LOUISVILLE, Ky. — Gun violence in Louisville is the worst it has ever been. A quick look at the numbers shows shootings are up more than 250% in the last two years, and the first five months of 2021 have seen shootings up 90% from 2020 — the deadliest year on record.
Experts who examine the evidence of each case say there is only one agency that has the power to put a stop to the violence: the Bureau of Alcohol, Tobacco, Firearms and Explosives (ATF).
In every corner of the city, at all hours of the day and night, Louisville ATF agents are scoping out the streets — waiting for the call and watching for indicators that would allow them to intervene in time.
"We have to be smart, we have limited resources, we have a limited number of special agents and we want to make sure they're deployed on the most impactful cases," said Shawn Morrow, ATF Louisville's Special Agent in Charge.
Morrow took over in May 2020, just as the city's violence began ramping up.
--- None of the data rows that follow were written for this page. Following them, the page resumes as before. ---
//! Two-tier error handling (§7): a pre-flight `RenderError` for conditions
//! that abort the whole render before any pixel is touched, versus
//! per-feature soft failures that are logged (via `tracing::warn!` at the
//! call site) and skip just that feature. `InvariantViolation`s — states
//! the type system should have made unreachable — panic rather than
//! return an error, matching the teacher's own `unreachable!`-on-corrupt-
//! state style.

#[derive(Debug, thiserror::Error)]
pub enum RenderError {
    #[error("map has zero width or height")]
    EmptyCanvas,

    #[error("layer {layer:?} references unknown style {style:?}")]
    UnknownStyle { layer: String, style: String },

    #[error("render was cancelled")]
    Cancelled,
}
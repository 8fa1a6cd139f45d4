//! Pixel storage and compositing (§4.A): typed pixel buffers, the
//! premultiplied-alpha discipline, and the full Porter-Duff + Photoshop-style
//! blend-mode table.

pub mod blend;
pub mod buffer;
pub mod color;
pub mod format;

pub use blend::{composite, BlendMode};
pub use buffer::{PixelBuffer, RenderView};
pub use color::{parse_css_color, Color, ColorParseError};
pub use format::{Gray16, Gray8, GrayF32, PixelFormat, Rgba8};
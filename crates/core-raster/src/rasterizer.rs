//! The scanline anti-aliased rasterizer itself (§4.D).

use core_geom::vertex::{Command, VertexStream};

use crate::cell::CellGrid;
use crate::fill::FillRule;
use crate::gamma::Gamma;

#[derive(Debug, Clone, Copy)]
pub struct ClipBox {
    pub min_x: i64,
    pub min_y: i64,
    pub max_x: i64,
    pub max_y: i64,
}

impl ClipBox {
    pub fn contains_x(&self, x: i64) -> bool {
        x >= self.min_x && x <= self.max_x
    }

    pub fn contains_y(&self, y: i64) -> bool {
        y >= self.min_y && y <= self.max_y
    }
}

/// One filled run: pixels `[x_start, x_end)` on row `y`, all at the same
/// `alpha` (a "solid span" in 4.D's wording — width 1 for the per-cell
/// partial-coverage pixel, wider for the constant-coverage run between
/// cells).
#[derive(Debug, Clone, Copy, PartialEq)]
pub struct Span {
    pub y: i64,
    pub x_start: i64,
    pub x_end: i64,
    pub alpha: f64,
}

/// Accumulates cell coverage from a vertex stream, then produces the
/// resulting anti-aliased spans. One rasterizer instance is used per
/// symbolizer fill (it is cheap to build and is not reused across
/// features — matching how 4.H dispatches a fresh converter chain and
/// consumer per feature).
#[derive(Debug, Default)]
pub struct Rasterizer {
    cells: CellGrid,
    start_of_subpath: Option<(f64, f64)>,
    last: Option<(f64, f64)>,
}

impl Rasterizer {
    pub fn new() -> Self {
        Self::default()
    }

    /// Feeds every command through to `Command::End`, closing each subpath
    /// against its own start point even when the source never emitted an
    /// explicit `Close` — a fill rasterizer always treats its input as
    /// closed rings.
    pub fn add_stream<S: VertexStream + ?Sized>(&mut self, stream: &mut S) {
        loop {
            match stream.vertex() {
                Command::MoveTo { x, y } => {
                    self.close_current();
                    self.start_of_subpath = Some((x, y));
                    self.last = Some((x, y));
                }
                Command::LineTo { x, y } | Command::Curve3 { x, y, .. } | Command::Curve4 { x, y, .. } => {
                    if let Some((lx, ly)) = self.last {
                        render_line(&mut self.cells, lx, ly, x, y);
                    }
                    self.last = Some((x, y));
                }
                Command::Close => self.close_current(),
                Command::End => {
                    self.close_current();
                    break;
                }
            }
        }
    }

    fn close_current(&mut self) {
        if let (Some(start), Some(last)) = (self.start_of_subpath, self.last) {
            if start != last {
                render_line(&mut self.cells, last.0, last.1, start.0, start.1);
            }
        }
    }

    /// Sorts and scan-converts the accumulated cells into AA spans, in row
    /// order. Degenerate inputs (no cells touched) yield no spans.
    pub fn sweep(self, rule: FillRule, gamma: Gamma, clip: Option<ClipBox>) -> Vec<Span> {
        if self.cells.is_empty() {
            return Vec::new();
        }
        let sorted = self.cells.sorted_cells();
        let mut spans = Vec::new();
        let mut row_start = 0;
        while row_start < sorted.len() {
            let y = sorted[row_start].1;
            let mut row_end = row_start;
            while row_end < sorted.len() && sorted[row_end].1 == y {
                row_end += 1;
            }
            if clip.map(|c| c.contains_y(y)).unwrap_or(true) {
                scan_row(&sorted[row_start..row_end], y, rule, gamma, clip, &mut spans);
            }
            row_start = row_end;
        }
        spans
    }
}

fn scan_row(
    row_cells: &[(i64, i64, crate::cell::Cell)],
    y: i64,
    rule: FillRule,
    gamma: Gamma,
    clip: Option<ClipBox>,
    out: &mut Vec<Span>,
) {
    let mut cover_sum = 0.0;
    let mut prev_x: Option<i64> = None;
    for &(x, _, cell) in row_cells {
        if let Some(px) = prev_x {
            if x > px + 1 {
                let alpha = gamma.apply(rule.alpha(cover_sum));
                push_span(out, y, px + 1, x, alpha, clip);
            }
        }
        cover_sum += cell.cover;
        let cell_alpha = gamma.apply(rule.alpha(cover_sum - cell.area * 0.5));
        push_span(out, y, x, x + 1, cell_alpha, clip);
        prev_x = Some(x);
    }
}

fn push_span(out: &mut Vec<Span>, y: i64, mut x_start: i64, mut x_end: i64, alpha: f64, clip: Option<ClipBox>) {
    if alpha <= 0.0 {
        return;
    }
    if let Some(c) = clip {
        x_start = x_start.max(c.min_x);
        x_end = x_end.min(c.max_x + 1);
    }
    if x_end > x_start {
        out.push(Span { y, x_start, x_end, alpha });
    }
}

/// Walks a segment row-by-row, then column-by-column within each row,
/// accumulating `cover += Δy` and `area += Δy · (x_enter + x_exit)` exactly
/// as 4.D describes (`x_enter`/`x_exit` here are cell-local fractions in
/// `[0, 1]` rather than the ancestor's subpixel-fixed-point units; the sum
/// `cover − area/2` used at scan-conversion time is unaffected by that
/// choice of units).
fn render_line(cells: &mut CellGrid, x0: f64, y0: f64, x1: f64, y1: f64) {
    if y0 == y1 {
        return; // horizontal edges sweep no vertical coverage
    }
    let sign = if y1 > y0 { 1.0 } else { -1.0 };
    let (ax, ay, bx, by) = if y1 > y0 { (x0, y0, x1, y1) } else { (x1, y1, x0, y0) };
    let dxdy = (bx - ax) / (by - ay);

    let mut row = ay.floor() as i64;
    let mut cy = ay;
    let mut cx = ax;
    while cy < by {
        let row_bottom = (row + 1) as f64;
        let seg_y1 = by.min(row_bottom);
        let seg_x1 = ax + dxdy * (seg_y1 - ay);
        render_row_segment(cells, row, cy, cx, seg_y1, seg_x1, sign);
        cy = seg_y1;
        cx = seg_x1;
        row += 1;
    }
}

fn render_row_segment(cells: &mut CellGrid, row: i64, y0: f64, x0: f64, y1: f64, x1: f64, sign: f64) {
    let dy_total = y1 - y0;
    if dy_total <= 0.0 {
        return;
    }
    if (x1 - x0).abs() < 1e-12 {
        let col = x0.floor() as i64;
        let frac = (x0 - col as f64).clamp(0.0, 1.0);
        cells.add(col, row, sign * dy_total, sign * dy_total * 2.0 * frac);
        return;
    }

    let dydx = dy_total / (x1 - x0);
    let step: i64 = if x1 > x0 { 1 } else { -1 };
    let mut cx = x0;
    let mut cy = y0;
    let mut col = x0.floor() as i64;
    loop {
        let boundary = if step > 0 { (col + 1) as f64 } else { col as f64 };
        let reached_end = if step > 0 { boundary >= x1 } else { boundary <= x1 };
        let (next_x, next_y) = if reached_end {
            (x1, y1)
        } else {
            (boundary, y0 + dydx * (boundary - x0))
        };
        let seg_dy = (next_y - cy) * sign;
        let enter_frac = (cx - col as f64).clamp(0.0, 1.0);
        let exit_frac = (next_x - col as f64).clamp(0.0, 1.0);
        cells.add(col, row, seg_dy, seg_dy * (enter_frac + exit_frac));
        if reached_end {
            break;
        }
        cx = next_x;
        cy = next_y;
        col += step;
    }
}

#[cfg(test)]
mod tests {
    use super::*;
    use core_geom::vertex::VecStream;

    fn stream_of(cmds: Vec<Command>) -> VecStream {
        VecStream::new(cmds)
    }

    #[test]
    fn filling_a_10x10_square_covers_exactly_its_interior() {
        let mut stream = stream_of(vec![
            Command::MoveTo { x: 0.0, y: 0.0 },
            Command::LineTo { x: 10.0, y: 0.0 },
            Command::LineTo { x: 10.0, y: 10.0 },
            Command::LineTo { x: 0.0, y: 10.0 },
            Command::Close,
            Command::End,
        ]);
        let mut r = Rasterizer::new();
        r.add_stream(&mut stream);
        let spans = r.sweep(FillRule::NonZero, Gamma::default(), None);
        let total_pixels: i64 = spans.iter().map(|s| s.x_end - s.x_start).sum();
        let full_alpha_pixels = spans.iter().filter(|s| (s.alpha - 1.0).abs() < 1e-6).count() as i64;
        assert_eq!(total_pixels, 100);
        assert_eq!(full_alpha_pixels, 100);
        let rows: std::collections::HashSet<i64> = spans.iter().map(|s| s.y).collect();
        assert_eq!(rows.len(), 10);
    }

    #[test]
    fn a_triangle_has_partially_covered_edge_pixels() {
        let mut stream = stream_of(vec![
            Command::MoveTo { x: 0.0, y: 0.0 },
            Command::LineTo { x: 10.0, y: 0.0 },
            Command::LineTo { x: 0.0, y: 10.0 },
            Command::Close,
            Command::End,
        ]);
        let mut r = Rasterizer::new();
        r.add_stream(&mut stream);
        let spans = r.sweep(FillRule::NonZero, Gamma::default(), None);
        assert!(spans.iter().any(|s| s.alpha > 0.0 && s.alpha < 1.0));
    }

    #[test]
    fn an_implicitly_unclosed_subpath_still_fills() {
        let mut stream = stream_of(vec![
            Command::MoveTo { x: 0.0, y: 0.0 },
            Command::LineTo { x: 4.0, y: 0.0 },
            Command::LineTo { x: 4.0, y: 4.0 },
            Command::LineTo { x: 0.0, y: 4.0 },
            Command::End, // no explicit Close
        ]);
        let mut r = Rasterizer::new();
        r.add_stream(&mut stream);
        let spans = r.sweep(FillRule::NonZero, Gamma::default(), None);
        let total_pixels: i64 = spans.iter().map(|s| s.x_end - s.x_start).sum();
        assert_eq!(total_pixels, 16);
    }

    #[test]
    fn clip_box_discards_cells_outside_it() {
        let mut stream = stream_of(vec![
            Command::MoveTo { x: 0.0, y: 0.0 },
            Command::LineTo { x: 20.0, y: 0.0 },
            Command::LineTo { x: 20.0, y: 20.0 },
            Command::LineTo { x: 0.0, y: 20.0 },
            Command::Close,
            Command::End,
        ]);
        let mut r = Rasterizer::new();
        r.add_stream(&mut stream);
        let clip = ClipBox { min_x: 0, min_y: 0, max_x: 9, max_y: 9 };
        let spans = r.sweep(FillRule::NonZero, Gamma::default(), Some(clip));
        assert!(spans.iter().all(|s| s.x_end - 1 <= 9 && s.y <= 9));
    }

    #[test]
    fn even_odd_rule_leaves_a_hole_where_two_rings_overlap() {
        // Two overlapping squares wound the same direction; the overlap
        // region is covered twice and should cancel under even-odd.
        let mut stream = stream_of(vec![
            Command::MoveTo { x: 0.0, y: 0.0 },
            Command::LineTo { x: 10.0, y: 0.0 },
            Command::LineTo { x: 10.0, y: 10.0 },
            Command::LineTo { x: 0.0, y: 10.0 },
            Command::Close,
            Command::MoveTo { x: 5.0, y: 0.0 },
            Command::LineTo { x: 15.0, y: 0.0 },
            Command::LineTo { x: 15.0, y: 10.0 },
            Command::LineTo { x: 5.0, y: 10.0 },
            Command::Close,
            Command::End,
        ]);
        let mut r = Rasterizer::new();
        r.add_stream(&mut stream);
        let spans = r.sweep(FillRule::EvenOdd, Gamma::default(), None);
        let total_pixels: i64 = spans.iter().filter(|s| (s.alpha - 1.0).abs() < 1e-6).map(|s| s.x_end - s.x_start).sum();
        // full squares would cover 200px; the 5..10 overlap column cancels.
        assert!(total_pixels < 200);
    }
}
Coming from Baltimore, Morrow used his experience to make immediate changes to agency's priorities, focusing on increased shootings.
"Any other focuses took a back seat to violent crime," Morrow said.
Those changes included embedding special agents in the Louisville Metro Police Department's homicide unit, presenting immediate access to the city's most heinous crimes and showing exactly what the agency is up against.
"I'm extremely concerned," Morrow said. "I'm concerned about the trends we saw in 2020, I'm concerned about the trends we've seen in the first quarter of this year. Those numbers are unacceptable."
However, it wasn't just an uptick in violence that concerned Morrow. The COVID-19 pandemic created new challenges, like a decrease in law enforcement's contact with the public. Ongoing protests also pulled ATF resources.
"It's our job to make sure the community is safe, the people who are out expressing their First Amendment rights are safe," Morrow said. "For every special agent protecting that situation or for every police officer detailed on the large gathering, that's less police officers and less agents out in our community. That certainly has an impact."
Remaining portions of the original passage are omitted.